Por estas e outras não faltou gente a interpretar
aquela frase como um recado ao Governo e não como uma espécie de mea
culpa. No fundo, uma troca de recados: o primeiro-ministro mandou um
recado a Cavaco Silva quando falou - de forma ignorante e imprudente
pondo em causa a solidariedade entre gerações, essencial ao equilíbrio
da comunidade - sobre "pessoas" que não descontaram o suficiente para
ter as reformas de que hoje desfrutam e o Presidente da República tratou
de mandar outro recado incentivando Passos Coelho a reflectir. Digamos
que estamos bem entregues quando, num momento como o que passamos,
Presidente e primeiro-ministro se divertem a mandar recados um ao outro.
É provável que a santíssima trindade composta por Passos, Gaspar
e Relvas, essa entidade una e indivisível, não tenha consciência do mal
que está a fazer ao País e da catástrofe que está a semear.

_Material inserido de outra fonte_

//! Shared error types for the services crate.

use thiserror::Error;

use pacer_core::model::{AttemptTransitionError, LearnerError, QuizError};
use storage::repository::StorageError;
use storage::sqlite::SqliteInitError;

/// Errors emitted by `ProgressionService`.
#[derive(Debug, Error)]
#[non_exhaustive]
pub enum ProgressionError {
    #[error(transparent)]
    Learner(#[from] LearnerError),
    #[error(transparent)]
    Storage(#[from] StorageError),
}

/// Errors emitted by `QuizGenService`.
#[derive(Debug, Error)]
#[non_exhaustive]
pub enum QuizGenError {
    #[error("week {week} does not close a cycle")]
    NotCycleBoundary { week: u32 },
    #[error(transparent)]
    Quiz(#[from] QuizError),
    #[error(transparent)]
    Storage(#[from] StorageError),
}

/// Errors emitted by `AttemptService`.
#[derive(Debug, Error)]
#[non_exhaustive]
pub enum AttemptServiceError {
    #[error(transparent)]
    Transition(#[from] AttemptTransitionError),
    #[error(transparent)]
    Storage(#[from] StorageError),
}

/// Errors a scheduled job can fail with.
#[derive(Debug, Error)]
#[non_exhaustive]
pub enum JobError {
    #[error("job failed: {0}")]
    Failed(String),
    #[error(transparent)]
    Storage(#[from] StorageError),
}

/// Errors emitted by the task scheduler's out-of-band operations.
#[derive(Debug, Error)]
#[non_exhaustive]
pub enum SchedulerError {
    #[error("unknown task: {0}")]
    UnknownTask(String),
    #[error(transparent)]
    Job(#[from] JobError),
}

/// Errors emitted while bootstrapping app services.
#[derive(Debug, Error)]
#[non_exhaustive]
pub enum AppServicesError {
    #[error(transparent)]
    Sqlite(#[from] SqliteInitError),
    #[error(transparent)]
    Storage(#[from] StorageError),
}
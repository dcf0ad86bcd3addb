use pacer_core::curriculum::Difficulty;
use pacer_core::model::{
    ActivityKind, ActivityRecord, AnswerOption, AnswerRecord, AttemptId, AttemptStatus, Learner,
    LearnerId, Material, Question, QuestionId, QuestionKind, Quiz, QuizAttempt, QuizId, QuizScope,
};
use sqlx::Row;

use crate::repository::StorageError;

pub(crate) fn ser<E: core::fmt::Display>(e: E) -> StorageError {
    StorageError::Serialization(e.to_string())
}

/// Maps unique-constraint violations to `Conflict`; everything else is a
/// backend failure.
pub(crate) fn insert_err(e: sqlx::Error) -> StorageError {
    if let sqlx::Error::Database(db) = &e {
        if db.kind() == sqlx::error::ErrorKind::UniqueViolation {
            return StorageError::Conflict;
        }
    }
    StorageError::Connection(e.to_string())
}

fn i64_to_u64(field: &'static str, v: i64) -> Result<u64, StorageError> {
    u64::try_from(v).map_err(|_| StorageError::Serialization(format!("{field} sign overflow")))
}

fn i64_to_u32(field: &'static str, v: i64) -> Result<u32, StorageError> {
    u32::try_from(v).map_err(|_| StorageError::Serialization(format!("{field} out of range: {v}")))
}

pub(crate) fn id_to_i64(field: &'static str, v: u64) -> Result<i64, StorageError> {
    i64::try_from(v).map_err(|_| StorageError::Serialization(format!("{field} overflow")))
}

pub(crate) fn learner_id_from_i64(v: i64) -> Result<LearnerId, StorageError> {
    Ok(LearnerId::new(i64_to_u64("learner_id", v)?))
}

pub(crate) fn quiz_id_from_i64(v: i64) -> Result<QuizId, StorageError> {
    Ok(QuizId::new(i64_to_u64("quiz_id", v)?))
}

pub(crate) fn question_id_from_i64(v: i64) -> Result<QuestionId, StorageError> {
    Ok(QuestionId::new(i64_to_u64("question_id", v)?))
}

pub(crate) fn attempt_id_from_i64(v: i64) -> Result<AttemptId, StorageError> {
    Ok(AttemptId::new(i64_to_u64("attempt_id", v)?))
}

fn get_u32(row: &sqlx::sqlite::SqliteRow, field: &'static str) -> Result<u32, StorageError> {
    i64_to_u32(field, row.try_get::<i64, _>(field).map_err(ser)?)
}

//
// ─── SCOPE COLUMNS ─────────────────────────────────────────────────────────────
//

/// Flattens a scope into its (kind, start, end) columns. A weekly quiz
/// stores its week in both bounds.
pub(crate) fn scope_columns(scope: &QuizScope) -> (&'static str, i64, i64) {
    match *scope {
        QuizScope::Weekly { week } => ("weekly", i64::from(week), i64::from(week)),
        QuizScope::Cumulative {
            start_week,
            end_week,
        } => ("cumulative", i64::from(start_week), i64::from(end_week)),
    }
}

pub(crate) fn scope_from_columns(
    kind: &str,
    start_week: u32,
    end_week: u32,
) -> Result<QuizScope, StorageError> {
    match kind {
        "weekly" => Ok(QuizScope::Weekly { week: start_week }),
        "cumulative" => Ok(QuizScope::Cumulative {
            start_week,
            end_week,
        }),
        other => Err(StorageError::Serialization(format!(
            "invalid quiz kind: {other}"
        ))),
    }
}

//
// ─── ROW MAPPERS ───────────────────────────────────────────────────────────────
//

pub(crate) fn map_learner_row(row: &sqlx::sqlite::SqliteRow) -> Result<Learner, StorageError> {
    Learner::from_persisted(
        learner_id_from_i64(row.try_get::<i64, _>("id").map_err(ser)?)?,
        row.try_get::<String, _>("name").map_err(ser)?,
        row.try_get::<String, _>("section").map_err(ser)?,
        get_u32(row, "current_week")?,
        get_u32(row, "completed_weeks")?,
        i64_to_u64("version", row.try_get::<i64, _>("version").map_err(ser)?)?,
        row.try_get("enrolled_at").map_err(ser)?,
        row.try_get("last_activity_at").map_err(ser)?,
    )
    .map_err(ser)
}

pub(crate) fn map_activity_row(
    row: &sqlx::sqlite::SqliteRow,
) -> Result<ActivityRecord, StorageError> {
    let kind_str: String = row.try_get("kind").map_err(ser)?;
    Ok(ActivityRecord {
        learner_id: learner_id_from_i64(row.try_get::<i64, _>("learner_id").map_err(ser)?)?,
        kind: ActivityKind::parse(&kind_str).map_err(ser)?,
        week: get_u32(row, "week")?,
        recorded_at: row.try_get("recorded_at").map_err(ser)?,
    })
}

pub(crate) fn map_quiz_row(row: &sqlx::sqlite::SqliteRow) -> Result<Quiz, StorageError> {
    let kind_str: String = row.try_get("kind").map_err(ser)?;
    let scope = scope_from_columns(
        &kind_str,
        get_u32(row, "start_week")?,
        get_u32(row, "end_week")?,
    )?;
    let difficulty_str: String = row.try_get("difficulty").map_err(ser)?;

    Quiz::from_persisted(
        quiz_id_from_i64(row.try_get::<i64, _>("id").map_err(ser)?)?,
        row.try_get::<String, _>("section").map_err(ser)?,
        scope,
        Difficulty::parse(&difficulty_str).map_err(ser)?,
        get_u32(row, "time_limit_minutes")?,
        get_u32(row, "max_attempts")?,
        get_u32(row, "passing_score_percent")?,
        get_u32(row, "total_questions")?,
        get_u32(row, "total_points")?,
        row.try_get::<bool, _>("is_active").map_err(ser)?,
        row.try_get("created_at").map_err(ser)?,
    )
    .map_err(ser)
}

pub(crate) fn question_kind_columns(
    kind: &QuestionKind,
) -> Result<(&'static str, Option<String>), StorageError> {
    let options = match kind {
        QuestionKind::MultipleChoice { options } => {
            Some(serde_json::to_string(options).map_err(ser)?)
        }
        _ => None,
    };
    Ok((kind.as_str(), options))
}

pub(crate) fn question_kind_from_columns(
    kind: &str,
    options: Option<&str>,
) -> Result<QuestionKind, StorageError> {
    match kind {
        "multiple_choice" => {
            let raw = options.ok_or_else(|| {
                StorageError::Serialization("multiple choice row without options".into())
            })?;
            let options: Vec<AnswerOption> = serde_json::from_str(raw).map_err(ser)?;
            Ok(QuestionKind::MultipleChoice { options })
        }
        "true_false" => Ok(QuestionKind::TrueFalse),
        "fill_in_blank" => Ok(QuestionKind::FillInBlank),
        "short_answer" => Ok(QuestionKind::ShortAnswer),
        other => Err(StorageError::Serialization(format!(
            "invalid question kind: {other}"
        ))),
    }
}

pub(crate) fn map_question_row(row: &sqlx::sqlite::SqliteRow) -> Result<Question, StorageError> {
    let kind_str: String = row.try_get("kind").map_err(ser)?;
    let options: Option<String> = row.try_get("options").map_err(ser)?;
    let kind = question_kind_from_columns(&kind_str, options.as_deref())?;
    let difficulty_str: String = row.try_get("difficulty").map_err(ser)?;

    Question::from_persisted(
        question_id_from_i64(row.try_get::<i64, _>("id").map_err(ser)?)?,
        quiz_id_from_i64(row.try_get::<i64, _>("quiz_id").map_err(ser)?)?,
        row.try_get::<String, _>("text").map_err(ser)?,
        kind,
        row.try_get::<String, _>("correct_answer").map_err(ser)?,
        get_u32(row, "points")?,
        get_u32(row, "order_index")?,
        Difficulty::parse(&difficulty_str).map_err(ser)?,
    )
    .map_err(ser)
}

pub(crate) fn map_attempt_row(row: &sqlx::sqlite::SqliteRow) -> Result<QuizAttempt, StorageError> {
    let status_str: String = row.try_get("status").map_err(ser)?;
    Ok(QuizAttempt::from_persisted(
        attempt_id_from_i64(row.try_get::<i64, _>("id").map_err(ser)?)?,
        learner_id_from_i64(row.try_get::<i64, _>("learner_id").map_err(ser)?)?,
        quiz_id_from_i64(row.try_get::<i64, _>("quiz_id").map_err(ser)?)?,
        row.try_get("started_at").map_err(ser)?,
        row.try_get("ended_at").map_err(ser)?,
        AttemptStatus::parse(&status_str).map_err(ser)?,
        get_u32(row, "attempt_number")?,
        get_u32(row, "points_earned")?,
        row.try_get("score_percent").map_err(ser)?,
        row.try_get("passed").map_err(ser)?,
    ))
}

pub(crate) fn map_answer_row(row: &sqlx::sqlite::SqliteRow) -> Result<AnswerRecord, StorageError> {
    Ok(AnswerRecord {
        attempt_id: attempt_id_from_i64(row.try_get::<i64, _>("attempt_id").map_err(ser)?)?,
        question_id: question_id_from_i64(row.try_get::<i64, _>("question_id").map_err(ser)?)?,
        submitted: row.try_get("submitted").map_err(ser)?,
        is_correct: row.try_get("is_correct").map_err(ser)?,
        points_earned: get_u32(row, "points_earned")?,
        answered_at: row.try_get("answered_at").map_err(ser)?,
    })
}

pub(crate) fn map_material_row(row: &sqlx::sqlite::SqliteRow) -> Result<Material, StorageError> {
    Ok(Material {
        id: row.try_get("id").map_err(ser)?,
        section: row.try_get("section").map_err(ser)?,
        week: get_u32(row, "week")?,
        title: row.try_get("title").map_err(ser)?,
        body: row.try_get("body").map_err(ser)?,
        is_placeholder: false,
    })
}
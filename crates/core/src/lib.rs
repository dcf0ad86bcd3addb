#![forbid(unsafe_code)]

pub mod curriculum;
pub mod evaluate;
pub mod model;
pub mod time;

pub use curriculum::{CurriculumConfig, CurriculumError, Difficulty, Milestone};
pub use evaluate::{Evaluation, evaluate_answer, evaluate_answer_with_threshold};
pub use time::Clock;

O
Presidente da República também ainda não percebeu que está a ser
conivente por acções ou omissões da dita trindade, e que os cidadãos
entendem que ele é parte integrante da equipa que está a destruir a
classe média, a condenar gente, sobretudo de meia-idade (que não mais
vai conseguir arranjar emprego) à miséria e a fazer regredir social e
economicamente o País muitas dezenas de anos.
Não, não foram
apenas as suas infelicíssimas declarações sobre as suas pensões, não foi
aquele inominável discurso em que ofendeu tudo e todos aquando da sua
vitória eleitoral, não foi o episódio das escutas (que em qualquer país
civilizado teria levado à demissão do Governo ou do Presidente da
República) que faz com que Cavaco Silva seja o Presidente da República
mais impopular da história da democracia. Não é em vão que sondagem após
sondagem Cavaco Silva reúna mais opiniões desfavoráveis que Seguro,
Paulo Portas ou até do duo dinâmico Martins/Semedo - só mesmo Passos
Coelho é mais impopular que ele. Nada disto surpreende: além de o
sentirem colaborar com o Governo, os portugueses não conseguem perceber a
sua importância. Cavaco Silva conseguiu tornar o cargo de Presidente da
República irrelevante.
O Presidente renunciou ao seu papel de
provedor do povo quando não fala dos problemas, das angústias, dos
verdadeiros dramas dos seus representados e gasta o tempo com recados
que apenas servem para que mais tarde venha com o seu habitual e fútil
"eu tinha avisado" que nada acrescenta e apenas lembra a sua inutilidade
. Não cumpriu o seu juramento de "defender, cumprir e fazer cumprir a
Constituição da República Portuguesa" quando deixou que um grupo de
deputados fizesse o que ele devia ter feito mandando o orçamento de 2012
para o Tribunal Constitucional. Não pediu a fiscalização preventiva do
Orçamento para 2013 quando, segundo todos os constitucionalistas, todos
os observadores independentes e até do próprio partido do Governo, este
tem várias normas inconstitucionais e apenas 7,6% dos portugueses acham
que ele o deve promulgar.
Ouviu-se, aliás, muito o argumento de
que o Presidente não iria enviar a lei para o Tribunal Constitucional
para fiscalização preventiva por existir o risco de não haver orçamento
nas primeiras semanas de 2013. Cavaco Silva pode invocar todas as razões
para não o ter feito menos essa. O Presidente não jurou cumprir e fazer
cumprir um qualquer orçamento, jurou sim fazer cumprir a Constituição.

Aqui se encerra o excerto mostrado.